The Trudeau government’s anti-oil and gas stance defies the fact that the country’s prosperity is reliant on a healthy oil and gas sector. Oil and gas, including extraction and support activities, petroleum refining, pipeline transportation and natural gas distribution, account for 7.5 per cent of national GDP. The oil and gas industries account for one million Canadian jobs and nearly one quarter of all Canadian exports. Canada is the fourth largest producer of oil in the world and is “the preferred country” to supply oil to the world, according to a 2023 Ipsos international survey.

The foreboding signs on the horizon for the Canadian economy bracing for the full impact of the U.S. tariffs suggests the federal government can no longer afford to throttle the oil and gas sector, the country’s engine of growth. There is renewed interest in laying new pipelines and investing in energy projects. And yet, even with a changing of the guard within the Liberal Party, there is a good chance that the new leader – likely Mark Carney – will maintain an environment agenda that is just as aggressive against the oil and gas sector. 

Having spent years as a WEF Trustee in Davos and the special envoy for climate initiatives at the UN, Carney is fully committed to the 2030 Agenda and a green transition away from fossil fuels. Moreover, environmental zealot and self-proclaimed socialist Steven Guilbeault is odds-on-favorite to continue serving as the environment minister.
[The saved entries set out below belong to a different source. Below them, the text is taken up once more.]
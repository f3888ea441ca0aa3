//! The ledger business-rule probe sequence.
//!
//! Order matters: account creation probes populate [`crate::RunState`]
//! before the retrieval and transaction probes that reference it.

use crate::grader::{ExpectationDescriptor, MatchMode};
use crate::models::Method;
use crate::probe::{Capture, ProbeSpec, Quorum, RequestTemplate};
use serde_json::json;

pub const GROUP_HEALTH: &str = "Health";
pub const GROUP_ACCOUNTS: &str = "Accounts";
pub const GROUP_TRANSACTIONS: &str = "Transactions";
pub const GROUP_BUSINESS_LOGIC: &str = "Business Logic";

const ACCOUNT_CREATION: &str = "Account Creation - Success";

/// Returns the full probe sequence in execution order.
pub fn ledger_suite() -> Vec<ProbeSpec> {
    let mut probes = vec![
        ProbeSpec::new("Service Health Check", GROUP_HEALTH, Method::Get, "/test/ping")
            .expect(ExpectationDescriptor::exact_status(200))
            .expect(ExpectationDescriptor::body_text("pong")),
        create_account(ACCOUNT_CREATION),
        create_account("Account Creation - Second Account"),
        account_rejection(
            "Account Creation - Negative Balance",
            json!({"account_id": "${unique:NEG_BAL}", "initial_balance": -100.0}),
            400,
            Some("VALIDATION_ERROR"),
        ),
        account_rejection(
            "Account Creation - Zero Balance",
            json!({"account_id": "${unique:ZERO_BAL}", "initial_balance": 0.0}),
            400,
            Some("INVALID_BALANCE"),
        ),
        // Any validation error code is acceptable for a missing id.
        account_rejection(
            "Account Creation - Missing Account ID",
            json!({"initial_balance": 100.0}),
            400,
            None,
        ),
        account_rejection(
            "Account Creation - Duplicate Account",
            json!({"account_id": "${account[0]|DUPLICATE_TEST}", "initial_balance": 500.0}),
            409,
            Some("ACCOUNT_ALREADY_EXISTS"),
        ),
        ProbeSpec::new(
            "Account Retrieval - Success",
            GROUP_ACCOUNTS,
            Method::Get,
            "/accounts/${account[0]}",
        )
        .expect(ExpectationDescriptor::exact_status(200))
        .expect(ExpectationDescriptor::required_field("account_id", "${account[0]}")),
        ProbeSpec::new(
            "Account Retrieval - Not Found",
            GROUP_ACCOUNTS,
            Method::Get,
            "/accounts/${unique:NON_EXISTENT}",
        )
        .expect(ExpectationDescriptor::exact_status(404)),
        ProbeSpec::new(
            "Transaction Processing - Success",
            GROUP_TRANSACTIONS,
            Method::Post,
            "/transactions",
        )
        .with_body(transfer("${account[0]}", "${account[1]}", 100.25))
        .expect(ExpectationDescriptor::status_set([200, 201]))
        .expect(ExpectationDescriptor::required_field("status", "COMPLETED"))
        .expect(ExpectationDescriptor::required_field("amount", 100.25))
        .capture(Capture::transaction_from_response("transaction_id"))
        .with_prerequisite(create_account(ACCOUNT_CREATION)),
    ];

    probes.extend([
        transaction_rejection(
            "Transaction - Insufficient Balance",
            transfer("${account[0]}", "${account[1]|DEST_ACC}", 999_999.99),
            "INSUFFICIENT_BALANCE",
        ),
        transaction_rejection(
            "Transaction - Negative Amount",
            transfer("${account[0]}", "${account[1]|DEST_ACC}", -50.0),
            "VALIDATION_ERROR",
        ),
        transaction_rejection(
            "Transaction - Same Account",
            transfer("${account[0]}", "${account[0]}", 50.0),
            "INVALID_TRANSACTION",
        ),
        transaction_rejection(
            "Transaction - Source Account Not Found",
            transfer("${unique:NON_EXISTENT}", "${account[0]}", 50.0),
            "ACCOUNT_NOT_FOUND",
        ),
        ProbeSpec::new(
            "Transaction Retrieval - Success",
            GROUP_TRANSACTIONS,
            Method::Get,
            "/transactions/${transaction[0]}",
        )
        .expect(ExpectationDescriptor::exact_status(200))
        .expect(ExpectationDescriptor::required_field(
            "transaction_id",
            "${transaction[0]}",
        )),
        // 500 is tolerated: some services surface an unknown id as a server error.
        ProbeSpec::new(
            "Transaction Retrieval - Not Found",
            GROUP_TRANSACTIONS,
            Method::Get,
            "/transactions/${unique:NON_EXISTENT}",
        )
        .expect(ExpectationDescriptor::status_set([404, 500])),
        ProbeSpec::new(
            "Business Logic - Multiple Transactions",
            GROUP_BUSINESS_LOGIC,
            Method::Post,
            "/transactions",
        )
        .with_body(transfer("${account[0]}", "${account[1]}", 50.0))
        .then_request(
            RequestTemplate::new(Method::Post, "/transactions")
                .with_body(transfer("${account[0]}", "${account[1]}", 25.0)),
        )
        .expect(ExpectationDescriptor::status_set([200, 201]))
        .with_quorum(Quorum::AtLeast(1))
        .capture(Capture::transaction_from_response("transaction_id")),
    ]);

    probes
}

fn create_account(name: &str) -> ProbeSpec {
    ProbeSpec::new(name, GROUP_ACCOUNTS, Method::Post, "/accounts")
        .with_body(json!({"account_id": "${unique:TEST_ACC}", "initial_balance": 1000.50}))
        .expect(ExpectationDescriptor::exact_status(200))
        .expect(ExpectationDescriptor::optional_field(
            "account_id",
            "${unique:TEST_ACC}",
        ))
        .expect(ExpectationDescriptor::optional_field("initial_balance", 1000.50))
        .capture(Capture::account_from_request("account_id"))
}

fn account_rejection(
    name: &str,
    body: serde_json::Value,
    status: u16,
    error_code: Option<&str>,
) -> ProbeSpec {
    let hint = match error_code {
        Some(code) => ExpectationDescriptor::error_code(code, MatchMode::Exact),
        None => ExpectationDescriptor::any_error_code(),
    };
    ProbeSpec::new(name, GROUP_ACCOUNTS, Method::Post, "/accounts")
        .with_body(body)
        .expect(ExpectationDescriptor::exact_status(status))
        .expect(hint)
}

/// A transfer the service should refuse, either with 400 or with a
/// recorded FAILED transaction.
fn transaction_rejection(name: &str, body: serde_json::Value, error_code: &str) -> ProbeSpec {
    ProbeSpec::new(name, GROUP_TRANSACTIONS, Method::Post, "/transactions")
        .with_body(body)
        .expect(ExpectationDescriptor::status_set([200, 400]))
        .expect(ExpectationDescriptor::optional_field("status", "FAILED"))
        .expect(ExpectationDescriptor::error_code(
            error_code,
            MatchMode::Substring,
        ))
        .capture(Capture::transaction_from_response("transaction_id"))
}

fn transfer(source: &str, destination: &str, amount: f64) -> serde_json::Value {
    json!({
        "source_account_id": source,
        "destination_account_id": destination,
        "amount": amount
    })
}
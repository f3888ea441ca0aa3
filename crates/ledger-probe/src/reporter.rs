//! Result aggregation and reporting.
//!
//! - [`summarize`] folds per-probe results into a [`RunSummary`]
//! - [`render`] produces the plain-text summary (no colour, no timestamps)
//! - [`render_json`] produces the machine-readable summary
//! - [`exit_code`] derives the process exit status
//! - [`TerminalReporter`] prints live progress lines and a coloured summary
//!
//! # Example
//!
//! ```no_run
//! use ledger_probe::{ProgressEvent, TerminalReporter, exit_code, render, summarize};
//!
//! let mut reporter = TerminalReporter::new();
//! reporter.handle_progress(ProgressEvent::RunStarted { total_probes: 17 });
//!
//! let summary = summarize(Vec::new());
//! print!("{}", render(&summary));
//! std::process::exit(exit_code(&summary));
//! ```

use crate::models::{ProbeResult, Verdict, duration_serde};
use crate::runner::{ProgressCallback, ProgressEvent};
use crate::state::RunState;
use colored::Colorize;
use serde::Serialize;
use std::sync::{Arc, Mutex};
use std::time::Duration;
use thiserror::Error;

const RULE_WIDTH: usize = 60;

/// Transaction ids listed in the footer before eliding the rest.
const LISTED_TRANSACTIONS: usize = 3;

/// Errors that can occur during report generation.
#[derive(Debug, Error)]
pub enum ReporterError {
    /// Failed to serialize the summary to JSON.
    #[error("failed to serialize report: {0}")]
    SerializationError(#[from] serde_json::Error),
}

/// Aggregate over every probe result of a run.
#[derive(Debug, Clone, Default, PartialEq, Serialize)]
pub struct RunSummary {
    pub passed: usize,
    pub failed: usize,
    pub skipped: usize,
    pub total: usize,
    /// Sum of per-probe durations.
    #[serde(rename = "total_duration_secs", with = "duration_serde")]
    pub total_duration: Duration,
    /// Percentage of passing probes, rounded to one decimal; 0 for an empty run.
    pub success_rate: f64,
    /// True when the run was cancelled before every probe executed.
    pub interrupted: bool,
    /// Results in execution order.
    pub results: Vec<ProbeResult>,
    pub created_accounts: Vec<String>,
    pub created_transactions: Vec<String>,
}

impl RunSummary {
    /// Copies the identifiers created during the run.
    pub fn with_state(mut self, state: &RunState) -> Self {
        self.created_accounts = state.accounts().to_vec();
        self.created_transactions = state.transactions().to_vec();
        self
    }

    pub fn all_passed(&self) -> bool {
        self.failed == 0
    }

    /// Returns results grouped by probe group, in order of first appearance.
    pub fn by_group(&self) -> Vec<(&str, Vec<&ProbeResult>)> {
        let mut groups: Vec<(&str, Vec<&ProbeResult>)> = Vec::new();
        for result in &self.results {
            match groups.iter_mut().find(|(group, _)| *group == result.group) {
                Some((_, members)) => members.push(result),
                None => groups.push((result.group.as_str(), vec![result])),
            }
        }
        groups
    }

    pub fn failures(&self) -> Vec<&ProbeResult> {
        self.results.iter().filter(|r| r.is_fail()).collect()
    }

    pub fn skips(&self) -> Vec<&ProbeResult> {
        self.results.iter().filter(|r| r.is_skip()).collect()
    }

    /// Passing results that carry soft-match notes.
    pub fn noted(&self) -> Vec<&ProbeResult> {
        self.results
            .iter()
            .filter(|r| r.is_pass() && !r.notes.is_empty())
            .collect()
    }
}

/// Folds results into a summary.
pub fn summarize(results: Vec<ProbeResult>) -> RunSummary {
    let passed = results.iter().filter(|r| r.is_pass()).count();
    let failed = results.iter().filter(|r| r.is_fail()).count();
    let skipped = results.iter().filter(|r| r.is_skip()).count();
    let total = results.len();
    let total_duration = results.iter().map(|r| r.duration).sum();

    RunSummary {
        passed,
        failed,
        skipped,
        total,
        total_duration,
        success_rate: success_rate(passed, total),
        interrupted: false,
        results,
        created_accounts: Vec::new(),
        created_transactions: Vec::new(),
    }
}

fn success_rate(passed: usize, total: usize) -> f64 {
    if total == 0 {
        return 0.0;
    }
    (passed as f64 / total as f64 * 1000.0).round() / 10.0
}

/// Process exit status: 1 if any probe failed, else 0.
pub fn exit_code(summary: &RunSummary) -> i32 {
    i32::from(summary.failed > 0)
}

/// Renders the plain-text summary.
pub fn render(summary: &RunSummary) -> String {
    let rule = "=".repeat(RULE_WIDTH);
    let mut out = String::new();

    out.push_str(&format!("{rule}\nTEST SUMMARY\n{rule}\n"));
    out.push_str(&format!("Total Tests: {}\n", summary.total));
    out.push_str(&format!("Passed: {}\n", summary.passed));
    out.push_str(&format!("Failed: {}\n", summary.failed));
    out.push_str(&format!("Skipped: {}\n", summary.skipped));
    out.push_str(&format!("Success Rate: {:.1}%\n", summary.success_rate));
    out.push_str(&format!(
        "Total Duration: {:.3}s\n",
        summary.total_duration.as_secs_f64()
    ));
    if summary.interrupted {
        out.push_str("INTERRUPTED: run stopped before all probes executed\n");
    }

    let groups = summary.by_group();
    if !groups.is_empty() {
        out.push_str("\nBy group:\n");
        for (group, members) in groups {
            let passed = members.iter().filter(|r| r.is_pass()).count();
            out.push_str(&format!("  {group}: {passed}/{} passed\n", members.len()));
        }
    }

    push_section(&mut out, "FAILED TESTS:", &summary.failures(), |r| {
        r.message.clone()
    });
    push_section(&mut out, "SKIPPED TESTS:", &summary.skips(), |r| {
        r.message.clone()
    });
    push_section(&mut out, "NOTES:", &summary.noted(), |r| r.notes.join("; "));

    out.push('\n');
    out.push_str(&format!(
        "Created test accounts: {}\n",
        summary.created_accounts.len()
    ));
    out.push_str(&format!(
        "Created test transactions: {}\n",
        summary.created_transactions.len()
    ));
    if !summary.created_accounts.is_empty() {
        out.push_str(&format!(
            "Account IDs: {}\n",
            summary.created_accounts.join(", ")
        ));
    }
    if !summary.created_transactions.is_empty() {
        let listed: Vec<&str> = summary
            .created_transactions
            .iter()
            .take(LISTED_TRANSACTIONS)
            .map(String::as_str)
            .collect();
        let more = if summary.created_transactions.len() > LISTED_TRANSACTIONS {
            "..."
        } else {
            ""
        };
        out.push_str(&format!("Transaction IDs: {}{more}\n", listed.join(", ")));
    }
    out.push_str(&rule);
    out.push('\n');
    out
}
But more significant is the fact that Carney’s wife, Diane Fox has a reputation as an “eco-warrior,” passionate about environmental and social justice causes. For the past few years Fox has been working beside none other than Gerald Butts at the Eurasia Group. She is a senior advisor, and her area of expertise is “global climate and energy policy.” 

Given this tight circle of influence around the likely new prime minister, a Carney government will not deviate from the energy policies that the oil and gas sector has endured through the “Lost Decade” of the Trudeau government. It will be more of the same – perhaps worse: evermore lost investment and squandered opportunities that will ultimately jeopardize the country’s economy and Canadians’ prosperity.